Closed hkaspersen closed 2 months ago
Hi Hakon
thanks for reporting, as this is a bug!
The min_sample_abundance argument is not treating the 0.001 as a proportion. ~I'll fix this in the next version, but~ for now, here is a workaround that hopefully meets your needs.
library(microViz)
#> microViz version 0.11.0 - Copyright (C) 2023 David Barnett
#> ! Website: https://david-barnett.github.io/microViz
#> ✔ Useful? For citation details, run: `citation("microViz")`
#> ✖ Silence? `suppressPackageStartupMessages(library(microViz))`
# built-in example phyloseq data
data("shao19")
# Bug, this is expected to treat values between 0 and 1 as a proportion of counts in each sample
# but it does not do that conversion.
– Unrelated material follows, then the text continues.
//! Utilities and wire types shared by the genwatch client and server.

pub mod dto;
pub mod logger;
pub mod time;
Instead, all non-absent taxa pass the threshold.
shao19 %>% tax_filter(min_sample_abundance = 0.01, tax_level = "genus")
#> phyloseq-class experiment-level object
#> otu_table() OTU Table: [ 819 taxa and 1644 samples ]
#> sample_data() Sample Data: [ 1644 samples by 11 sample variables ]
#> tax_table() Taxonomy Table: [ 819 taxa by 6 taxonomic ranks ]
#> phy_tree() Phylogenetic Tree: [ 819 tips and 818 internal nodes ]
# Workaround, transform to compositional then filter
# next, retrieve stored counts (if you don't want to continue with proportions)
shao19 %>%
tax_transform("compositional") %>%
tax_filter(
min_sample_abundance = 0.01, tax_level = "genus", use_counts = FALSE,
prev_detection_threshold = 0 # default of 1 expects counts
) %>%
ps_get(counts = TRUE)
#> phyloseq-class experiment-level object
#> otu_table() OTU Table: [ 651 taxa and 1644 samples ]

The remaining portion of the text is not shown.